Tuesday, July 7, 2009

Death of Robert McNamara, Architect of the Vietnam War

Robert McNamara, who died in the United States on Monday aged 93 was one of the leading architects of the Vietnam war. For those of us who grew up in the 60's our lives unfolded with the backdrop of the Vietnam War. Each night images and news footage of the war were beamed into our lounge rooms. As Defense Secretary in the Kennedy and then the Johnston Administrations Robert McNamara was perhaps the most vocal spokesman and advocate for the American cause. It was McNamara who oversaw the tragic and ultimately disastrous American (and Australian) military involvement in Vietnam. It was McNamara who executed the plans that resulted in the slaughter of millions of Vietnamese and Cambodian people people and nearly 60,00 American deaths.

But what we now know was that during much of his tenure as Defense Secretary McNamara had deep misgivings about the war but remained silent. From around the mid 60's McNamara doubted the American cause but continued to prosecute the war forcefully. The war ground on until 1975.

McNamara eventually came to regret his decisions and apparently suffered guilt in his later years. His 1995 book and participation in Erroll Morris's documentary The Fog of War were in a sense a prolonged apology. But even then McNamara deflected blame by stressing that every other official in Washington made similar mistakes and that US policies were based on incorrect information.

But Robert Scheer in Truth Dig and Ted Rall in an article in Information Clearing House both point out that his change of heart came far to late for the millions who died. As Rall writes:
"If the dead could speak, surely they would ask;why couldn't you see then what you understood so clearly now"

Like so many politicians and people who hold great power McNamara failed to speak out when he should have and failed to act to prevent the great evil he was responsible for perpetrating. There is no better recent example of what Hannah Arendt called 'the banality of evil"

As Will Bunch writes in a piece in Huffington Post the tragedy of Robert McNamara is an American tragedy that does not stop with Vietnam but continues today with respect to American involvement in military campaigns in Iraq and Afghanistan. Bunch writes:

The life of Robert McNamara was a personal tragedy, but it was also an American tragedy, our tragedy -- because even after McNamara spelled out everything that went so horribly wrong in Vietnam, he lived long enough to see a new generation of the self-appointed "best and brightest" in Washington pay absolutely no mind to the lessons of our recent past.
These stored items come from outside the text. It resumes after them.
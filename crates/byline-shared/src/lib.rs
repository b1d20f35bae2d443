//! # Byline Shared
//!
//! Request/response types shared between the API server and its clients.

pub mod dto;
pub mod response;

pub use response::ErrorResponse;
In Iraq, as in Vietnam, our policy-makers knew nothing or cared little about the long history and convoluted ethnic and religious politics of Mesopotamia's Fertile Crescent. In Iraq, as in Vietnam, there was no plan for the proper military follow-up to a period of "shock and awe" bombing. In Iraq, as in Vietnam, we totally misjudged the "nationalism" of the people who lived there and how they would react to a long American occupation. And perhaps most importantly, In Iraq, as in Vietnam, there was no real "public debate" as we marched headlong and foolishly into 2003 -- with way too many "unexamined assumptions," "unasked questions," and "readily dismissed alternatives."
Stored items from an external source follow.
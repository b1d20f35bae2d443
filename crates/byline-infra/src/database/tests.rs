use chrono::Utc;
use sea_orm::{DatabaseBackend, MockDatabase, MockExecResult};
use uuid::Uuid;

use byline_core::error::RepoError;
use byline_core::ports::{PostRepository, UserRepository};

use super::entity::{post, user};
use super::postgres_repo::{PostgresPostRepository, PostgresUserRepository};

fn post_model(id: Uuid, author_id: Uuid, title: &str) -> post::Model {
    let now = Utc::now();
    post::Model {
        id,
        author_id,
        title: title.to_owned(),
        content: "Content".to_owned(),
        excerpt: "Content".to_owned(),
        tags: vec!["rust".to_owned()],
        cover_image: String::new(),
        created_at: now.into(),
        updated_at: now.into(),
    }
}

#[tokio::test]
async fn find_post_by_id_maps_the_stored_row() {
    let post_id = Uuid::new_v4();
    let author_id = Uuid::new_v4();

    let db = MockDatabase::new(DatabaseBackend::Postgres)
        .append_query_results(vec![vec![post_model(post_id, author_id, "Test Post")]])
        .into_connection();

    let repo = PostgresPostRepository::new(db);

    let found = repo.find_by_id(post_id).await.unwrap().unwrap();
    assert_eq!(found.id, post_id);
    assert_eq!(found.author_id, author_id);
    assert_eq!(found.title, "Test Post");
    assert_eq!(found.tags, vec!["rust"]);
}

#[tokio::test]
async fn find_post_by_id_returns_none_for_missing_row() {
    let db = MockDatabase::new(DatabaseBackend::Postgres)
        .append_query_results(vec![Vec::<post::Model>::new()])
        .into_connection();

    let repo = PostgresPostRepository::new(db);

    let found = repo.find_by_id(Uuid::new_v4()).await.unwrap();
    assert!(found.is_none());
}

#[tokio::test]
async fn delete_with_no_affected_rows_is_not_found() {
    let db = MockDatabase::new(DatabaseBackend::Postgres)
        .append_exec_results(vec![MockExecResult {
            last_insert_id: 0,
            rows_affected: 0,
        }])
        .into_connection();

    let repo = PostgresPostRepository::new(db);

    let err = repo.delete(Uuid::new_v4()).await.unwrap_err();
    assert!(matches!(err, RepoError::NotFound));
}

#[tokio::test]
async fn delete_with_one_affected_row_succeeds() {
    let db = MockDatabase::new(DatabaseBackend::Postgres)
        .append_exec_results(vec![MockExecResult {
            last_insert_id: 0,
            rows_affected: 1,
        }])
        .into_connection();

    let repo = PostgresPostRepository::new(db);

    repo.delete(Uuid::new_v4()).await.unwrap();
}

#[tokio::test]
async fn find_user_by_email_maps_the_stored_row() {
    let user_id = Uuid::new_v4();
    let now = Utc::now();

    let db = MockDatabase::new(DatabaseBackend::Postgres)
        .append_query_results(vec![vec![user::Model {
            id: user_id,
            username: "alice".to_owned(),
            email: "alice@example.com".to_owned(),
            password_hash: "hash".to_owned(),
            created_at: now.into(),
            updated_at: now.into(),
        }]])
        .into_connection();

    let repo = PostgresUserRepository::new(db);

    let found = repo
        .find_by_email("alice@example.com")
        .await
        .unwrap()
        .unwrap();
    assert_eq!(found.id, user_id);
    assert_eq!(found.username, "alice");
}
Perhaps the best non- fiction book I read has McNamara as its central figure. Paul Hendrickson's book The Living and the Dead: Robert McNamara and Five Lives of a Lost War. From www.amazon.com
Hendrickson interweaves the stories of five others caught up in the whirlwind of the times: an artist who tried to kill McNamara by flinging him off a ferry in 1972; a Marine who fought in the war; a Quaker who immolated himself in protest against the war; a nurse who served in Vietnam; and a Saigon native who suffered horribly at the hands of the Communists. With breathtaking dexterity, Hendrickson juxtaposes insights on McNamara, whose life he describes as "a kind of postwar technocratic hubristic fable," against episodes in the lives of those over whom McNamara wielded a distant yet very real power. Hendrickson finds that McNamara "owned a significant conscience, which he struggled against and was continually willing to compromise above all, perhaps, in helping to escalate a war that he believed could not be won militarily. Hendrickson, who once studied for the priesthood, writes in a voice that is moral yet not preachy, and he is careful to identify his own mixed feelings about McNamara.

Hendrickson's book is essential reading for anyone wanting to understand McNamara and the Vietnam War.